The signal processing methods used in the electrical channel were similar to those of the seismic channel. The front end of the electrical channel was connected to electrodes, where the low-pass filtering and amplification of the analog signals were performed by the conditioning circuit. For signal amplification, a low-power LT1168 precision instrumentation amplifier was used. Furthermore, the amplifier gain was adjusted using a single resistor. Given that the interference of the frequency of the mains (50 Hz) has a significant impact on electrical exploration, the interference due to the 50 Hz component was reduced using a combination of analog filters and FPGA digital filtering. The OPA4227 operational amplifiers (opamps) were used to construct a mains frequency filtering circuit, as shown in Fig. 3. In this circuit, three opamps were used to construct a bandpass filter, while the fourth opamp was used to subtract the output of the bandpass filter from the all-pass circuit, which eliminated the 50 Hz component.
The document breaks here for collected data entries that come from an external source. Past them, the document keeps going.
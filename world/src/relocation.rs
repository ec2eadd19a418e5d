//! Move engine: relocates rooms and wall segments between cells.

use dental_planner_core::{
    CellCoord, CellRect, Event, Grid, MoveError, PlacedWall, RoomMembership, RoomType, SubTarget,
    TileRecord, VariantOffset, WallIndex, LARGE_ROOM_SIZE,
};

use crate::footprint::{offset_from, room_footprint, wall_fits};
use crate::report_corrupt_group;

/// Result of a successful move.
#[derive(Clone, Debug, PartialEq, Eq)]
pub struct Relocated {
    /// Grid after the move.
    pub grid: Grid,
    /// What the move changed.
    pub outcome: MoveOutcome,
}

/// Description of the change made by a move.
#[derive(Clone, Copy, Debug, PartialEq, Eq)]
pub enum MoveOutcome {
    /// A room changed position.
    RoomMoved {
        /// Type of the moved room.
        room_type: RoomType,
        /// Previous anchor.
        from: CellCoord,
        /// New anchor.
        to: CellCoord,
        /// Cells covered after the move.
        region: CellRect,
    },
    /// A wall segment changed cell.
    WallMoved {
        /// Source cell.
        from: CellCoord,
        /// Index in the source list before removal.
        from_index: WallIndex,
        /// Destination cell.
        to: CellCoord,
        /// Index in the destination list.
        to_index: WallIndex,
    },
}

impl From<MoveOutcome> for Event {
    fn from(outcome: MoveOutcome) -> Self {
        match outcome {
            MoveOutcome::RoomMoved {
                room_type,
                from,
                to,
                region,
            } => Event::RoomMoved {
                room_type,
                from,
                to,
                region,
            },
            MoveOutcome::WallMoved {
                from,
                from_index,
                to,
                to_index,
            } => Event::WallMoved {
                from,
                from_index,
                to,
                to_index,
            },
        }
    }
}

#[derive(Clone, Debug)]
enum MovePlan {
    Wall {
        index: WallIndex,
        wall: PlacedWall,
    },
    Single {
        room_type: RoomType,
    },
    Large {
        room_type: RoomType,
        source: CellCoord,
        target: CellCoord,
    },
}

/// Moves the room or wall found at `from` so that the grabbed cell lands on `to`.
///
/// When `sub_target` names a wall only that segment travels. Otherwise the
/// whole room under `from` moves, keeping the grabbed member under the
/// pointer. Walls attached to room cells stay where they are.
pub fn relocate(
    grid: &Grid,
    from: CellCoord,
    to: CellCoord,
    sub_target: SubTarget,
) -> Result<Relocated, MoveError> {
    let plan = plan_move(grid, from, to, sub_target).inspect_err(|error| {
        if *error == MoveError::CorruptGroup {
            report_corrupt_group(from);
        }
    })?;

    match plan {
        MovePlan::Wall { index, wall } => move_wall(grid, from, index, to, wall),
        MovePlan::Single { room_type } => move_single_tile(grid, room_type, from, to),
        MovePlan::Large {
            room_type,
            source,
            target,
        } => move_large_room(grid, room_type, source, target),
    }
}

/// Reports whether dropping the drag that started at `from` on `to` would
/// succeed, without touching the grid.
#[must_use]
pub fn is_drag_valid(
    grid: &Grid,
    from: CellCoord,
    to: CellCoord,
    sub_target: SubTarget,
) -> bool {
    check_drag(grid, from, to, sub_target).is_ok()
}

/// Validates the drag that started at `from` against a drop on `to`,
/// returning the reason a drop would be rejected.
pub fn check_drag(
    grid: &Grid,
    from: CellCoord,
    to: CellCoord,
    sub_target: SubTarget,
) -> Result<(), MoveError> {
    plan_move(grid, from, to, sub_target).map(|_| ())
}

/// Footprint a drag would occupy if dropped on `to`, valid or not.
///
/// Returns `None` when nothing movable sits under `from` or the footprint
/// would leave the grid.
#[must_use]
pub fn drag_footprint(
    grid: &Grid,
    from: CellCoord,
    to: CellCoord,
    sub_target: SubTarget,
) -> Option<CellRect> {
    if sub_target.wall_index().is_some() {
        return grid.contains(to).then(|| CellRect::single(to));
    }
    match grid.membership(from)? {
        RoomMembership::Single => grid.contains(to).then(|| CellRect::single(to)),
        RoomMembership::Large { anchor } => {
            let target = shifted_anchor(grid, anchor, from, to).ok()?;
            Some(room_footprint(target))
        }
        RoomMembership::Vacant | RoomMembership::Corrupt => None,
    }
}

fn plan_move(
    grid: &Grid,
    from: CellCoord,
    to: CellCoord,
    sub_target: SubTarget,
) -> Result<MovePlan, MoveError> {
    if from == to {
        return Err(MoveError::SameCell);
    }
    let source = grid.tile(from).ok_or(MoveError::OutOfBounds)?;
    let destination = grid.tile(to).ok_or(MoveError::OutOfBounds)?;

    if let Some(index) = sub_target.wall_index() {
        let wall = source.wall(index).ok_or(MoveError::MissingWall)?;
        if destination.wall_on(wall.rotation).is_some() {
            return Err(MoveError::EdgeOccupied);
        }
        if !wall_fits(destination, wall.rotation) {
            return Err(MoveError::OffPerimeter);
        }
        return Ok(MovePlan::Wall {
            index,
            wall: wall.clone(),
        });
    }

    let room_type = source.room_type;
    match grid.membership(from) {
        None => Err(MoveError::OutOfBounds),
        Some(RoomMembership::Vacant) => Err(MoveError::NothingToMove),
        Some(RoomMembership::Corrupt) => Err(MoveError::CorruptGroup),
        Some(RoomMembership::Single) => {
            if destination.is_occupied() {
                Err(MoveError::Occupied)
            } else {
                Ok(MovePlan::Single { room_type })
            }
        }
        Some(RoomMembership::Large { anchor }) => {
            let target = shifted_anchor(grid, anchor, from, to)?;
            let source_region = room_footprint(anchor);
            let blocked = room_footprint(target).cells().any(|cell| {
                grid.tile(cell).map_or(true, |tile| {
                    tile.is_occupied()
                        && !(source_region.contains(cell) && tile.room_type == room_type)
                })
            });
            if blocked {
                return Err(MoveError::Occupied);
            }
            Ok(MovePlan::Large {
                room_type,
                source: anchor,
                target,
            })
        }
    }
}

fn shifted_anchor(
    grid: &Grid,
    anchor: CellCoord,
    from: CellCoord,
    to: CellCoord,
) -> Result<CellCoord, MoveError> {
    let grabbed = offset_from(anchor, from);
    let column = to
        .column()
        .checked_sub(grabbed.column())
        .ok_or(MoveError::OutOfBounds)?;
    let row = to
        .row()
        .checked_sub(grabbed.row())
        .ok_or(MoveError::OutOfBounds)?;
    if column + LARGE_ROOM_SIZE > grid.size() || row + LARGE_ROOM_SIZE > grid.size() {
        return Err(MoveError::OutOfBounds);
    }
    Ok(CellCoord::new(column, row))
}

fn move_wall(
    grid: &Grid,
    from: CellCoord,
    from_index: WallIndex,
    to: CellCoord,
    wall: PlacedWall,
) -> Result<Relocated, MoveError> {
    let mut next = grid.clone();
    let _removed = next
        .tile_mut(from)
        .and_then(|tile| tile.detach_wall(from_index))
        .ok_or(MoveError::MissingWall)?;
    let (to_index, _) = next
        .tile_mut(to)
        .ok_or(MoveError::OutOfBounds)?
        .attach_wall(wall);

    Ok(Relocated {
        grid: next,
        outcome: MoveOutcome::WallMoved {
            from,
            from_index,
            to,
            to_index,
        },
    })
}

fn move_single_tile(
    grid: &Grid,
    room_type: RoomType,
    from: CellCoord,
    to: CellCoord,
) -> Result<Relocated, MoveError> {
    let mut next = grid.clone();
    let source = next.tile(from).cloned().ok_or(MoveError::OutOfBounds)?;
    next.tile_mut(to)
        .ok_or(MoveError::OutOfBounds)?
        .copy_room_from(&source);
    next.tile_mut(from)
        .ok_or(MoveError::OutOfBounds)?
        .clear_room();

    Ok(Relocated {
        grid: next,
        outcome: MoveOutcome::RoomMoved {
            room_type,
            from,
            to,
            region: CellRect::single(to),
        },
    })
}

fn move_large_room(
    grid: &Grid,
    room_type: RoomType,
    source: CellCoord,
    target: CellCoord,
) -> Result<Relocated, MoveError> {
    let members: Vec<(VariantOffset, TileRecord)> = room_footprint(source)
        .cells()
        .filter_map(|cell| grid.tile(cell))
        .filter(|tile| tile.room_type == room_type)
        .map(|tile| (offset_from(source, tile.cell()), tile.clone()))
        .collect();

    let mut next = grid.clone();
    for (offset, _) in &members {
        let cell = CellCoord::new(
            source.column() + offset.column(),
            source.row() + offset.row(),
        );
        next.tile_mut(cell)
            .ok_or(MoveError::OutOfBounds)?
            .clear_room();
    }
    for (offset, member) in &members {
        let cell = CellCoord::new(
            target.column() + offset.column(),
            target.row() + offset.row(),
        );
        let tile = next.tile_mut(cell).ok_or(MoveError::OutOfBounds)?;
        tile.copy_room_from(member);
        tile.set_variant(Some(*offset));
    }

    Ok(Relocated {
        grid: next,
        outcome: MoveOutcome::RoomMoved {
            room_type,
            from: source,
            to: target,
            region: room_footprint(target),
        },
    })
}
3.2 High-performance embedded main control system design
The main control system uses an AM4379 processor operating in Linux 3.14.43 and a Cyclone V-programmable logic device, which provide a variety of functions, as shown in Fig. 4.
Herein, the FPGA communicated with the ARM processor through a general-purpose memory controller (GPMC) bus. The FPGA was programmed using the Quartus II development environment. As the FPGA is highly programmable and has powerful timing functions, it played an important role in the main control system of the data acquisition station. The prime FPGA functions include the following: (1) the supply of multiple sampling clocks to the data acquisition system to enable sampling at different rates; (2) the controlling and recording of data from the LTC2945 voltage and current sensor, and the DS18B20 temperature sensor using Verilog HDL; (3) the controlling of the first input first output (FIFO) caching of seismic–electrical data, the number of open channels in the sampling board, the gain on each channel, and the sampling rate, and (4) the receiving and parsing of information from the GPS module to calibrate the oven-controlled crystal oscillator (OCXO) and synchronize the data acquisition stations using the pulse per second (PPS) signal of the GPS module.
Because of an abundance of peripheral interfaces, the AM4379 is considered to be a very powerful processor. Figure 1 shows that the ARM processor communicates with the SD card used for local data storage through its secure digital input output (SDIO) interface and controls the light-emitting diodes (LEDs) and buttons through the general purpose input/output (GPIO) interface. The LED lights indicated the operational status of the system, while the buttons allowed the manual control of the data acquisition station. A high-performance LAN922Li-ABJZ Ethernet controller was used to provide a 10/100M wired network interface, which could be used to debug the station or data collection if it is not possible to remove the SD card. The Quectel BC95 NB-IoT module, which has very low power consumption, was used in this system. The NB-IoT module facilitated wireless communications between the data acquisition station and control center, and it was connected to the ARM via a universal asynchronous receiver–transmitter (UART).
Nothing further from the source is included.